Blogs - Archive

Top tips from Mesmo Consultancy (and Associates) on how to save time and improve business and personal performance by ‘Taking Control of your Inbox’ and using proper business email etiquette.

Rules to Reduce Email Overload

Tuesday April 7th, 2020, 1:54 pm

Suffering from email overload?  Rules are the way to reduce email overload.  Finding it hard to see the important emails from the less important one, maybe even the dross which you never really wanted in the first place. Rules are the most powerful and effective way to de-clutter you inbox.  Here is how to set a simple and more complex rule in Outlook 365 to filter out all the less important emails and allow you to see only those emails which really need your immediate attention.

1. Simple rules

Right click on the email. Select Create Rule. Then choose either the relevant action and appropriate folder to move the emails. Either an existing one or create a new one.

Click on the folder, then OK. From the next box ‘Success’, click the box marked ‘Run this rule..’ and click OK.  This will clear out all the existing emails in your inbox which meet the new rule’s criteria. A great way to start decluttering end reduce the existing email overload.

This type of simple rule is useful for automatically moving emails out of the inbox to a folder to look at later, eg newsletters and emails from specific organisations/person.

2. Complex rules

Let’s suppose you want to highlight emails from a key contact (eg CEO, key client etc.).  Proceed as above, BUT now click the Advance button.  Click the initial action, ie the person or words on which you want the rule to action.  For example from Julie Perinne.  Then click next and tell it what you want to do eg mark all emails from Julie as ‘Important’.  Then in the box called Step 2 click on the word ‘Importance’.  Now select the level of importance.  Then click OK.  Again click through the Next buttons slowly until the last screen and run the rule and click OK.

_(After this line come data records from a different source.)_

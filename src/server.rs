//! Worker HTTP server and graceful shutdown.
//!
//! # One listener, many workers
//!
//! Every worker process binds the same address with `SO_REUSEPORT`, so the
//! kernel spreads incoming connections across them. A worker that dies takes
//! only its own connections with it; the others keep accepting.
//!
//! # Graceful shutdown
//!
//! On **SIGTERM** or Ctrl-C the worker:
//! 1. Stops `listener.accept()`, so no new connections are made.
//! 2. Tells every open connection to finish its in-flight request and then
//!    close, instead of waiting for the next one.
//! 3. Waits up to the shutdown grace period for those connections, then
//!    aborts whatever is left.
//!
//! Set `terminationGracePeriodSeconds` (or your init system's stop timeout)
//! longer than the grace period so the worker gets to finish step 3.

use std::convert::Infallible;
use std::future::Future;
use std::net::SocketAddr;
use std::sync::Arc;
use std::time::Duration;

use http_body_util::BodyExt;
use hyper::body::Incoming;
use hyper::service::service_fn;
use hyper_util::rt::{TokioExecutor, TokioIo};
use hyper_util::server::conn::auto::Builder as ConnBuilder;
use tokio::net::{TcpListener, TcpSocket};
use tokio::sync::watch;
use tokio::task::JoinSet;
use tokio::time::timeout;
use tracing::{debug, error, info, warn};

use crate::body::{Body, BoxError};
use crate::config::GatewayConfig;
use crate::error::Error;
use crate::proxy::Gateway;

const BACKLOG: u32 = 1024;
const DEFAULT_GRACE: Duration = Duration::from_secs(30);

/// The per-worker HTTP server.
pub struct Server {
    listener: TcpListener,
    grace: Duration,
}

impl Server {
    /// Binds `addr` with `SO_REUSEPORT` (on Unix) so sibling workers can
    /// share it.
    ///
    /// Must be called from within a tokio runtime.
    pub fn bind(addr: SocketAddr) -> Result<Self, Error> {
        let socket = match addr {
            SocketAddr::V4(_) => TcpSocket::new_v4()?,
            SocketAddr::V6(_) => TcpSocket::new_v6()?,
        };
        socket.set_reuseaddr(true)?;
        #[cfg(unix)]
        socket.set_reuseport(true)?;
        socket.bind(addr)?;
        Ok(Self::from_listener(socket.listen(BACKLOG)?))
    }

    /// Serves on an already-bound listener.
    pub fn from_listener(listener: TcpListener) -> Self {
        Self { listener, grace: DEFAULT_GRACE }
    }

    /// How long in-flight connections may take to finish after shutdown
    /// begins.
    pub fn with_shutdown_grace(mut self, grace: Duration) -> Self {
        self.grace = grace;
        self
    }

    pub fn local_addr(&self) -> Result<SocketAddr, Error> {
        Ok(self.listener.local_addr()?)
    }

    /// Accepts connections and hands every request to `gateway` until
    /// SIGTERM or Ctrl-C, then drains.
    pub async fn serve(self, gateway: Arc<Gateway>) -> Result<(), Error> {
        self.serve_with_shutdown(gateway, shutdown_signal()).await
    }

    /// Like [`serve`](Server::serve), but shuts down when `signal` resolves.
    pub async fn serve_with_shutdown<F>(self, gateway: Arc<Gateway>, signal: F) -> Result<(), Error>
    where
        F: Future<Output = ()>,
    {
        let Self { listener, grace } = self;
        info!(addr = %listener.local_addr()?, "portico worker listening");

        let (drain_tx, drain_rx) = watch::channel(false);
        let mut tasks = JoinSet::new();

        tokio::pin!(signal);

        loop {
            tokio::select! {
                // Shutdown first, so a SIGTERM stops accepting even while
                // connections are still queued.
                biased;

                () = &mut signal => {
                    info!(in_flight = tasks.len(), "shutdown signal received, draining connections");
                    break;
                }

                res = listener.accept() => {
                    let (stream, peer) = match res {
                        Ok(v) => v,
                        Err(e) => {
                            error!("accept error: {e}");
                            continue;
                        }
                    };
                    if let Err(e) = stream.set_nodelay(true) {
                        debug!(%peer, "could not set TCP_NODELAY: {e}");
                    }
                    let gateway = Arc::clone(&gateway);
                    let mut draining = drain_rx.clone();
                    tasks.spawn(async move {
                        let io = TokioIo::new(stream);
                        // Called once per request on the connection.
                        let svc = service_fn(move |req| {
                            let gateway = Arc::clone(&gateway);
                            async move { dispatch(gateway, req, peer).await }
                        });

                        // HTTP/1.1 or HTTP/2, whichever the client speaks.
                        let builder = ConnBuilder::new(TokioExecutor::new());
                        let conn = builder.serve_connection(io, svc);
                        tokio::pin!(conn);

                        let result = tokio::select! {
                            res = conn.as_mut() => res,
                            _ = draining.changed() => {
                                conn.as_mut().graceful_shutdown();
                                conn.await
                            }
                        };
                        if let Err(e) = result {
                            debug!(%peer, "connection error: {e}");
                        }
                    });
                }

                // Reap finished connection tasks so the set does not grow
                // without bound.
                Some(_) = tasks.join_next(), if !tasks.is_empty() => {}
            }
        }

        drop(listener);
        let _ = drain_tx.send(true);

        let drained = timeout(grace, async { while tasks.join_next().await.is_some() {} }).await;
        if drained.is_err() {
            warn!(remaining = tasks.len(), grace_secs = grace.as_secs(), "grace period over, aborting connections");
            tasks.shutdown().await;
        }

        info!("portico worker stopped");
        Ok(())
    }
}

/// Runs one worker to completion on a single-threaded runtime: bind, serve
/// until a shutdown signal, drain.
pub fn run_worker(config: GatewayConfig) -> Result<(), Error> {
    let runtime = tokio::runtime::Builder::new_current_thread()
        .enable_all()
        .build()?;

    runtime.block_on(async move {
        let server = Server::bind(config.listen)?.with_shutdown_grace(config.shutdown_grace);
        let gateway = Arc::new(Gateway::new(config));
        let reaper = gateway.spawn_reaper();
        let result = server.serve(gateway).await;
        reaper.abort();
        result
    })
}

// ── Request dispatch ──────────────────────────────────────────────────────────

/// Hands one request to the gateway. Infallible: every failure has already
/// become a response by the time it gets here.
async fn dispatch(
    gateway: Arc<Gateway>,
    req: hyper::Request<Incoming>,
    peer: SocketAddr,
) -> Result<http::Response<Body>, Infallible> {
    let req = req.map(|body| body.map_err(BoxError::from).boxed_unsync());
    Ok(gateway.handle(req, peer).await)
}

// ── Shutdown signal ───────────────────────────────────────────────────────────

/// Resolves on the first shutdown signal the process receives.
///
/// On Unix this listens for both **SIGTERM** (service managers, the
/// supervisor) and **SIGINT** (Ctrl-C, for local dev). On other platforms
/// only Ctrl-C is available.
pub async fn shutdown_signal() {
    let ctrl_c = async {
        tokio::signal::ctrl_c()
            .await
            .expect("failed to install Ctrl-C handler");
    };

    #[cfg(unix)]
    let sigterm = async {
        tokio::signal::unix::signal(tokio::signal::unix::SignalKind::terminate())
            .expect("failed to install SIGTERM handler")
            .recv()
            .await;
    };

    #[cfg(not(unix))]
    let sigterm = std::future::pending::<()>();

    tokio::select! {
        () = ctrl_c   => {}
        () = sigterm  => {}
    }
}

To delete/edit rules go to File/Manage Rules & Alerts and edit/delete rules as appropriate.

3. Viewing all the unread emails in folders

To see all your unread emails in one place use the Search Folders at the bottom of your inbox.  See below.

Using the Rules and Search Folders in Outlook 365 (and most other versions) will allow you to reduce email overload and save time dealing with email.  It will also help you manage the risk of missing an important email amongst all the less important emails.  Click here for more tips like this one.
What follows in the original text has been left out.